Il s'agit de l'éditeur US bas de gamme Mill Creek qui sous-loue une partie du catalogue Sony et effectue la sortie en HD. Sur un BD 50 contenant un autre film enraciné dans les croyances indiennes (SHADOW OF THE HAWK), il offre une menu simpliste (accès à l'un ou l'autre film), fixe, sans aucune option. Le disque est indiqué codé région A au dos de la jaquette mais s'avère toutes zones au final, au format 1.85:1 et d'une durée complète de 105mn26.

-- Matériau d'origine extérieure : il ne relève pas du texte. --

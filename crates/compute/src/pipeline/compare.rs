//! Side-by-side comparison of the legacy and optimized strategies.

use serde::{Deserialize, Serialize};

use postpulse_core::ItemId;

use crate::types::{AnomalyStatus, ItemReport};

/// Verdicts of both strategies for one item.
#[derive(Debug, Clone, PartialEq, Serialize, Deserialize)]
#[serde(rename_all = "camelCase")]
pub struct StrategyComparison {
    pub item_id: ItemId,
    pub legacy_status: AnomalyStatus,
    pub legacy_score: f64,
    pub optimized_status: AnomalyStatus,
    pub optimized_score: f64,
}

impl StrategyComparison {
    pub fn agrees(&self) -> bool {
        self.legacy_status == self.optimized_status
    }
}

/// Pair up two per-item report lists produced from the same batch.
pub fn pair_reports(legacy: &[ItemReport], optimized: &[ItemReport]) -> Vec<StrategyComparison> {
    legacy
        .iter()
        .zip(optimized)
        .map(|(l, o)| StrategyComparison {
            item_id: l.item_id.clone(),
            legacy_status: l.report.overall_status,
            legacy_score: l.report.overall_score,
            optimized_status: o.report.overall_status,
            optimized_score: o.report.overall_score,
        })
        .collect()
}
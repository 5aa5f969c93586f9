mod cli;
mod terminal;

use std::fs::File;
use std::path::Path;

use anyhow::{Context, Result};
use clap::Parser;
use tracing::info;

use postpulse_compute::{brand_benchmarks, DetectionEngine};
use postpulse_core::{Config, ContentItem, DetectionStrategy};
use postpulse_rules::{load_scoring_config, CompiledScoringConfig};

use crate::cli::{CliArgs, Command, OutputFormat};
use crate::terminal::Terminal;

fn main() -> Result<()> {
    postpulse_core::config::load_dotenv();
    let config = Config::from_env();

    // Initialize tracing
    tracing_subscriber::fmt()
        .with_env_filter(
            tracing_subscriber::EnvFilter::try_from_default_env()
                .unwrap_or_else(|_| tracing_subscriber::EnvFilter::new(&config.logging.filter)),
        )
        .with_target(false)
        .with_writer(std::io::stderr)
        .init();

    let args = CliArgs::parse();
    config.log_summary();

    let scoring_path = args
        .scoring_config
        .as_deref()
        .or(config.detection.scoring_config.as_deref());
    let scoring = match scoring_path {
        Some(path) => load_scoring_config(path)
            .with_context(|| format!("failed to load scoring config from {}", path.display()))?,
        None => CompiledScoringConfig::default(),
    };
    let engine = DetectionEngine::from_config(&config.detection, scoring);
    let terminal = Terminal::new();

    match args.command {
        Command::Detect {
            input,
            strategy,
            format,
        } => {
            let strategy = match strategy {
                Some(raw) => raw.parse::<DetectionStrategy>()?,
                None => config.detection.strategy,
            };
            let batch = read_batch(&input)?;
            let report = engine.detect(&batch, strategy);
            match format {
                OutputFormat::Json => print_json(&report)?,
                OutputFormat::Table => terminal.print_batch_report(&report, &batch)?,
            }
        }
        Command::Compare { input, format } => {
            let batch = read_batch(&input)?;
            let comparisons = engine.compare(&batch);
            match format {
                OutputFormat::Json => print_json(&comparisons)?,
                OutputFormat::Table => terminal.print_comparisons(&comparisons)?,
            }
        }
        Command::Benchmarks {
            input,
            limit,
            format,
        } => {
            let batch = read_batch(&input)?;
            let report = engine.detect(&batch, config.detection.strategy);
            let benchmarks = brand_benchmarks(&batch, &report.items, limit);
            match format {
                OutputFormat::Json => print_json(&benchmarks)?,
                OutputFormat::Table => terminal.print_benchmarks(&benchmarks)?,
            }
        }
        Command::ShowConfig => {
            terminal.print_info(&format!(
                "profile: {}\nstrategy: {}\nparallel_threshold: {}\nscoring_config: {}",
                config.profile_label(),
                config.detection.strategy,
                config.detection.parallel_threshold,
                scoring_path
                    .map(|p| p.display().to_string())
                    .unwrap_or_else(|| "(built-in defaults)".to_string()),
            ))?;
            let yaml = serde_yaml::to_string(engine.config())
                .context("failed to render scoring config")?;
            println!("{}", yaml);
        }
    }

    Ok(())
}

fn read_batch(path: &Path) -> Result<Vec<ContentItem>> {
    let file = File::open(path).with_context(|| format!("failed to open {}", path.display()))?;
    let batch = ContentItem::read_batch(file)
        .with_context(|| format!("failed to parse batch {}", path.display()))?;
    info!(path = %path.display(), items = batch.len(), "batch loaded");
    Ok(batch)
}

fn print_json<T: serde::Serialize>(value: &T) -> Result<()> {
    println!("{}", serde_json::to_string_pretty(value)?);
    Ok(())
}
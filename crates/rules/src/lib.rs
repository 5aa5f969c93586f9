//! YAML scoring configuration for the engagement anomaly engine.
//!
//! This crate provides:
//! - The `EngagementScoring` rule kind with every tuned constant as a serde default
//! - Two-pass envelope parsing shared by all rule files
//! - Validation with fuzzy "did you mean" suggestions
//! - A filesystem loader that picks the active scoring config

pub mod loader;
pub mod schema;
pub mod scoring_config;
pub mod validation;

pub use loader::{load_scoring_config, RuleError, RuleLoader};
pub use scoring_config::{CompiledScoringConfig, EngagementScoringRule, EngagementScoringSpec};
//! Checks for the EngagementScoring rule kind.

use super::fuzzy::{fuzzy_match, is_kebab_case};
use super::ValidationResult;

use crate::scoring_config::{Bands, EngagementScoringRule, EngagementScoringSpec, MetricWeights, KIND};

/// Weight sums further than this from 1.0 are rejected.
const WEIGHT_SUM_TOLERANCE: f64 = 1e-6;

pub(super) fn validate_header(rule: &EngagementScoringRule, result: &mut ValidationResult) {
    if rule.api_version != "v1" {
        result.error(
            "apiVersion",
            format!("apiVersion must be 'v1', got '{}'", rule.api_version),
        );
    }
    if rule.kind != KIND {
        match fuzzy_match(&rule.kind, &[KIND]) {
            Some(s) => result.error_with_suggestion(
                "kind",
                format!("kind must be '{}', got '{}'", KIND, rule.kind),
                format!("did you mean '{}'?", s),
            ),
            None => result.error("kind", format!("kind must be '{}', got '{}'", KIND, rule.kind)),
        }
    }
    if !is_kebab_case(&rule.metadata.id) {
        result.error(
            "metadata.id",
            format!(
                "id must be kebab-case (lowercase alphanumeric + hyphens), got '{}'",
                rule.metadata.id
            ),
        );
    }
}

pub(super) fn validate_weights(spec: &EngagementScoringSpec, result: &mut ValidationResult) {
    let w = &spec.weights;
    for metric in MetricWeights::SCORED {
        if let Some(weight) = w.get(metric) {
            if !weight.is_finite() || weight < 0.0 {
                result.error(
                    format!("spec.weights.{}", metric),
                    format!("weight must be a non-negative number, got {}", weight),
                );
            }
        }
    }

    let sum = w.sum();
    if (sum - 1.0).abs() > WEIGHT_SUM_TOLERANCE {
        result.error(
            "spec.weights",
            format!("metric weights sum to {:.6} (expected 1.0)", sum),
        );
    }

    let blend = &spec.z_score;
    if ((blend.plain_weight + blend.robust_weight) - 1.0).abs() > WEIGHT_SUM_TOLERANCE {
        result.warn(
            "spec.z_score",
            format!(
                "plain_weight + robust_weight = {:.3}; blended z-scores are not normalized",
                blend.plain_weight + blend.robust_weight
            ),
        );
    }
}

fn descending(bands: &Bands) -> bool {
    bands.severe > bands.moderate && bands.moderate > bands.mild
}

fn ascending(bands: &Bands) -> bool {
    bands.severe < bands.moderate && bands.moderate < bands.mild
}

fn in_percentile_range(bands: &Bands) -> bool {
    [bands.severe, bands.moderate, bands.mild]
        .iter()
        .all(|p| (0.0..=100.0).contains(p))
}

pub(super) fn validate_bands(spec: &EngagementScoringSpec, result: &mut ValidationResult) {
    let s = &spec.severity;
    if !descending(&s.z) {
        result.error(
            "spec.severity.z",
            format!(
                "z bands must be descending: severe({}) > moderate({}) > mild({})",
                s.z.severe, s.z.moderate, s.z.mild
            ),
        );
    }
    if !descending(&s.high_percentile) || !in_percentile_range(&s.high_percentile) {
        result.error(
            "spec.severity.high_percentile",
            "high percentile bands must be descending and within [0, 100]",
        );
    }
    if !ascending(&s.low_percentile) || !in_percentile_range(&s.low_percentile) {
        result.error(
            "spec.severity.low_percentile",
            "low percentile bands must be ascending and within [0, 100]",
        );
    }
    if !descending(&s.deviation_pct) {
        result.error(
            "spec.severity.deviation_pct",
            "deviation qualifiers must be descending: large > significant > noticeable",
        );
    }

    let c = &spec.composite;
    if !(c.bad <= c.leaning_bad && c.leaning_bad < c.leaning_good && c.leaning_good <= c.good) {
        result.error(
            "spec.composite",
            format!(
                "score bands must be ordered: bad({}) <= leaning_bad({}) < leaning_good({}) <= good({})",
                c.bad, c.leaning_bad, c.leaning_good, c.good
            ),
        );
    }
    if !(0.0..=100.0).contains(&c.neutral) {
        result.error("spec.composite.neutral", "neutral score must be within [0, 100]");
    }
    if spec.rates.min_reads < 0.0 {
        result.error("spec.rates.min_reads", "minimum read floor cannot be negative");
    }
}

pub(super) fn validate_fallback(spec: &EngagementScoringSpec, result: &mut ValidationResult) {
    let f = &spec.fallback;
    if !(f.low_reads <= f.fair_reads && f.fair_reads <= f.solid_reads && f.solid_reads <= f.high_reads) {
        result.error(
            "spec.fallback",
            format!(
                "read bands must be ascending: low({}) <= fair({}) <= solid({}) <= high({})",
                f.low_reads, f.fair_reads, f.solid_reads, f.high_reads
            ),
        );
    }
    if f.min_items == 0 {
        result.warn(
            "spec.fallback.min_items",
            "min_items = 0 disables the small-sample fallback entirely",
        );
    }
    if spec.legacy.bad_average >= spec.legacy.good_average {
        result.error(
            "spec.legacy",
            format!(
                "bad_average({}) must be below good_average({})",
                spec.legacy.bad_average, spec.legacy.good_average
            ),
        );
    }
}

Les premières images se révèlent dramatiques : le générique Columbia est perclus de poussières blanches, limite flou pour le logo... idem pour le générique de début, aux contours d'éléments flous. Cela s'arrange nettement après, même si on dénote une utilisation de réducteur de bruit tenace sur certaines scènes. Mais il faut constater des contrastes efficaces, notamment dans les scènes de nuit (la grotte finale, la séquence d'électrification en plein désert), avec des niveaux de noirs réussis. La définition reste agréable à l'oeil, la copie propre (le master d'origine semble de bonne tenue) mais il ne faut pas espérer trop de détails non plus. Le travail intelligent du directeur de la photographie Charles Rosher (3 FEMMES, UN MARIAGE) éclate de manière splendide à l'écran - même s'il faut constater un débit parfois irrégulier qui n'offre pas la chance d'une stabilité permanente (quelques décalages de débit de 25 à 36 Mbps vers 10mn18, par exemple, donne une idée).
Une piste LPCM 2.0 anglaise stéréo de belle tenue : dialogues qui se détachent de l'action, une belle mise en évidence de la très belle partition ethnico-fantastique d'Henry Mancini (dont les plus perspicaces auront retrouvé les racines de sa composition pour LIFEFORCE!). Peu de souffle, une jolie dynamique sonore lors des scènes d'action.
Aucun bonus relatif au film, comme il s'agit de la majorité des sorties Mill Creek. Ce que les petits prix permettent : une édition dénuée de tout, sauf du film et parfois dans des conditions limites. Cette édition ne fait pas exception à la règle, mais offre néanmoins une qualité de vision supérieure aux DVD à la demande sortis auparavant (et on ne mentionnera à peine la VHS RCA Columbia de notre contrée!). MORSURES, le film comme cette édition, manquent de mordant. Un comble.